Problem requirements: An exact copy of all entries is the expected answer.

[[ Data supplied open ]]

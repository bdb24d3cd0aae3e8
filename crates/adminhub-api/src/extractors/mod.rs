//! Custom Axum extractors.

pub mod auth;
pub mod client;

pub use auth::AuthUser;
pub use client::ClientDevice;
//! Token creation with HMAC-SHA256 signing.

use std::time::Duration;

use chrono::{DateTime, Utc};
use jsonwebtoken::{EncodingKey, Header, encode};

use adminhub_core::error::AppError;

use super::claims::TokenClaims;

/// Creates signed tokens.
#[derive(Clone)]
pub struct JwtEncoder {
    /// HMAC secret key for signing.
    encoding_key: EncodingKey,
}

impl std::fmt::Debug for JwtEncoder {
    fn fmt(&self, f: &mut std::fmt::Formatter<'_>) -> std::fmt::Result {
        f.debug_struct("JwtEncoder").finish_non_exhaustive()
    }
}

impl JwtEncoder {
    /// Creates a new encoder from the shared secret.
    pub fn new(secret: &[u8]) -> Self {
        Self {
            encoding_key: EncodingKey::from_secret(secret),
        }
    }

    /// Signs a token naming `token_id`, expiring `ttl` from now.
    ///
    /// Sub-second TTLs are rounded up to one second, the claim resolution.
    pub fn issue(
        &self,
        token_id: &str,
        principal_name: &str,
        ttl: Duration,
    ) -> Result<(String, DateTime<Utc>), AppError> {
        let iat = Utc::now().timestamp();
        let ttl_seconds = ttl.as_secs().max(1) as i64;

        let claims = TokenClaims {
            token_id: token_id.to_string(),
            principal_name: principal_name.to_string(),
            iat,
            exp: iat + ttl_seconds,
        };

        let token = encode(&Header::default(), &claims, &self.encoding_key)
            .map_err(|e| AppError::internal(format!("Failed to encode token: {e}")))?;

        Ok((token, claims.expires_at()))
    }
}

[[ Data supplied closed ]]

Result of the task:
repository bdb24d3cd0aae3e8
filename crates/adminhub-api/src/extractors/mod.rs
//! Custom Axum extractors.

pub mod auth;
pub mod client;

pub use auth::AuthUser;
pub use client::ClientDevice;
//! Token creation with HMAC-SHA256 signing.

use std::time::Duration;

use chrono::{DateTime, Utc};
use jsonwebtoken::{EncodingKey, Header, encode};

use adminhub_core::error::AppError;

use super::claims::TokenClaims;

/// Creates signed tokens.
#[derive(Clone)]
pub struct JwtEncoder {
    /// HMAC secret key for signing.
    encoding_key: EncodingKey,
}

impl std::fmt::Debug for JwtEncoder {
    fn fmt(&self, f: &mut std::fmt::Formatter<'_>) -> std::fmt::Result {
        f.debug_struct("JwtEncoder").finish_non_exhaustive()
    }
}

impl JwtEncoder {
    /// Creates a new encoder from the shared secret.
    pub fn new(secret: &[u8]) -> Self {
        Self {
            encoding_key: EncodingKey::from_secret(secret),
        }
    }

    /// Signs a token naming `token_id`, expiring `ttl` from now.
    ///
    /// Sub-second TTLs are rounded up to one second, the claim resolution.
    pub fn issue(
        &self,
        token_id: &str,
        principal_name: &str,
        ttl: Duration,
    ) -> Result<(String, DateTime<Utc>), AppError> {
        let iat = Utc::now().timestamp();
        let ttl_seconds = ttl.as_secs().max(1) as i64;

        let claims = TokenClaims {
            token_id: token_id.to_string(),
            principal_name: principal_name.to_string(),
            iat,
            exp: iat + ttl_seconds,
        };

        let token = encode(&Header::default(), &claims, &self.encoding_key)
            .map_err(|e| AppError::internal(format!("Failed to encode token: {e}")))?;

        Ok((token, claims.expires_at()))
    }
}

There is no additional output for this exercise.